# Sponsoring stepchild in Dubai with No objection Letter but no court order



## Floxman (Jun 26, 2017)

Hello 

I'm moving to Dubai for a job with Emirates in September.
I'm married and my wife has a 6 year old son from a previous unmarried relationship.

I'm aware of the procedure and the extra documents required for sponsoring stepchildren. 

WE will obtain the No objection Letter without difficulties from her ex and get it notarised.

However, 

Because they were unmarried and had an "amicable" breakup they never went to court and my wife has never obtained an official document giving her "full custody" 

Here is my query, I'm looking for feedbacks from families who were in a similaire situation ( who had the "NOL" , but no court order ) 

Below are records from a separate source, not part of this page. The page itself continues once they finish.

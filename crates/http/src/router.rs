//! Router builder for the Bookshelf HTTP server

use axum::{extract::Request, http::HeaderValue, routing::get, Router};
use std::time::Duration;
use tower_http::{
    cors::{Any, CorsLayer},
    request_id::{MakeRequestId, PropagateRequestIdLayer, RequestId, SetRequestIdLayer},
    timeout::TimeoutLayer,
    trace::{DefaultMakeSpan, DefaultOnRequest, DefaultOnResponse, TraceLayer},
};
use uuid::{Timestamp, Uuid};

use bookshelf_kernel::ModuleRegistry;

const API_TITLE: &str = "Bookshelf API";
const API_VERSION: &str = "1.0.0";

/// Builder for constructing the main HTTP router
pub struct RouterBuilder {
    router: Router,
}

impl RouterBuilder {
    /// Create a new router builder
    pub fn new() -> Self {
        Self {
            router: Router::new(),
        }
    }

    /// Add a route to the router
    pub fn route(mut self, path: &str, route: axum::routing::MethodRouter) -> Self {
        self.router = self.router.route(path, route);
        self
    }

    /// Mount a module's router under `mount_path`, or at the root when the
    /// path is empty or `/`
    pub fn mount_module(mut self, mount_path: &str, module_router: Router) -> Self {
        let mount_path = mount_path.trim_end_matches('/');
        self.router = if mount_path.is_empty() {
            self.router.merge(module_router)
        } else {
            self.router.nest(mount_path, module_router)
        };
        self
    }

    /// Add tracing middleware
    pub fn with_tracing(mut self) -> Self {
        self.router = self.router.layer(
            TraceLayer::new_for_http()
                .make_span_with(DefaultMakeSpan::new().include_headers(true))
                .on_request(DefaultOnRequest::new().level(tracing::Level::INFO))
                .on_response(DefaultOnResponse::new().level(tracing::Level::INFO)),
        );
        self
    }

    /// Add CORS middleware
    pub fn with_cors(mut self) -> Self {
        self.router = self.router.layer(
            CorsLayer::new()
                .allow_origin(Any)
                .allow_methods(Any)
                .allow_headers(Any),
        );
        self
    }

    /// Add request ID middleware; the id is echoed back on the response
    pub fn with_request_id(mut self) -> Self {
        self.router = self
            .router
            .layer(PropagateRequestIdLayer::x_request_id())
            .layer(SetRequestIdLayer::x_request_id(MakeRequestUuidV7));
        self
    }

    /// Add timeout middleware
    pub fn with_timeout(mut self, timeout_ms: u64) -> Self {
        self.router = self
            .router
            .layer(TimeoutLayer::new(Duration::from_millis(timeout_ms)));
        self
    }

    /// Serve the merged OpenAPI document and a Swagger UI over it
    pub fn with_openapi(mut self, registry: &ModuleRegistry) -> Self {
        let openapi_spec = openapi_document(registry);

        // utoipa's typed document is what SwaggerUi serves
        let openapi_obj: utoipa::openapi::OpenApi = serde_json::from_value(openapi_spec.clone())
            .unwrap_or_else(|err| {
                tracing::warn!(
                    error = %err,
                    "merged OpenAPI document is not valid; serving a bare one"
                );
                utoipa::openapi::OpenApiBuilder::new()
                    .info(
                        utoipa::openapi::InfoBuilder::new()
                            .title(API_TITLE)
                            .version(API_VERSION)
                            .build(),
                    )
                    .build()
            });

        self.router = self.router.merge(
            utoipa_swagger_ui::SwaggerUi::new("/swagger-ui")
                .url("/api-docs/openapi.json", openapi_obj),
        );

        // Raw JSON for external consumers
        self.router = self.router.route(
            "/docs/openapi.json",
            get(move || async move { axum::Json(openapi_spec.clone()) }),
        );

        self
    }

    /// Build the final router
    pub fn build(self) -> Router {
        self.router
    }
}

impl Default for RouterBuilder {
    fn default() -> Self {
        Self::new()
    }
}

/// Merge the base document with every module's OpenAPI fragment.
/// Module paths are prefixed with the module's mount path.
pub fn openapi_document(registry: &ModuleRegistry) -> serde_json::Value {
    let mut openapi_spec = serde_json::json!({
        "openapi": "3.1.0",
        "info": {
            "title": API_TITLE,
            "version": API_VERSION,
            "description": "In-memory book catalog"
        },
        "paths": {},
        "components": {
            "schemas": {}
        }
    });

    openapi_spec["components"]["schemas"]["ErrorResponse"] = serde_json::json!({
        "type": "object",
        "properties": {
            "error": {
                "type": "object",
                "properties": {
                    "code": { "type": "string" },
                    "message": { "type": "string" },
                    "details": { "type": "array", "items": {} },
                    "trace_id": { "type": "string" },
                    "timestamp": { "type": "string" }
                },
                "required": ["code", "message", "trace_id", "timestamp"]
            }
        },
        "required": ["error"]
    });

    openapi_spec["paths"]["/healthz"] = serde_json::json!({
        "get": {
            "summary": "Health check",
            "responses": {
                "200": {
                    "description": "OK",
                    "content": {
                        "text/plain": {
                            "schema": { "type": "string" }
                        }
                    }
                }
            }
        }
    });

    for module in registry.modules() {
        let Some(module_spec) = module.openapi() else {
            continue;
        };
        let prefix = module.mount_path();
        let prefix = prefix.trim_end_matches('/');

        if let Some(paths) = module_spec.get("paths").and_then(|p| p.as_object()) {
            for (path, path_item) in paths {
                openapi_spec["paths"][format!("{prefix}{path}")] = path_item.clone();
            }
        }

        if let Some(schemas) = module_spec
            .get("components")
            .and_then(|c| c.get("schemas"))
            .and_then(|s| s.as_object())
        {
            for (schema_name, schema_def) in schemas {
                openapi_spec["components"]["schemas"][schema_name] = schema_def.clone();
            }
        }
    }

    openapi_spec
}

/// Request ID generator producing time-ordered UUIDs
#[derive(Clone, Copy)]
struct MakeRequestUuidV7;

impl MakeRequestId for MakeRequestUuidV7 {
    fn make_request_id<B>(&mut self, _request: &Request<B>) -> Option<RequestId> {
        let timestamp = Timestamp::now(uuid::NoContext);
        let request_id = Uuid::new_v7(timestamp)
            .to_string()
            .parse::<HeaderValue>()
            .ok()?;
        Some(RequestId::new(request_id))
    }
}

Has it been a problem for anyone ? 
I have been advised by Emirates colleagues the "NOL" was sufficient and the Court order was optional , can anyone confirm this information ? 

Thank you very much for your advises 

Floxman


----------



## Racing_Goats (Sep 5, 2015)

We never had either the first time I sponsored my stepson in dubai, marriage certificate and mother named on the birth certificate worked for us, possibly just lucky though.. after that no issues sponsoring under new visas or renewal. I suspect the NOc will work fine unless they changed the rules again.


Sent from my iPhone using Tapatalk


----------



## jad13 (Jul 13, 2017)

Hi,
I am currently in the same situation and wondering how things turned out for you? Any advice or lessons learned?


----------



## The Rascal (Aug 6, 2014)

I wouldn't worry too much, providing your wife's name is on the birth certificate you're fine.

Have a chat with the captain in the end office at immigration, get there early and have a tea with him.


----------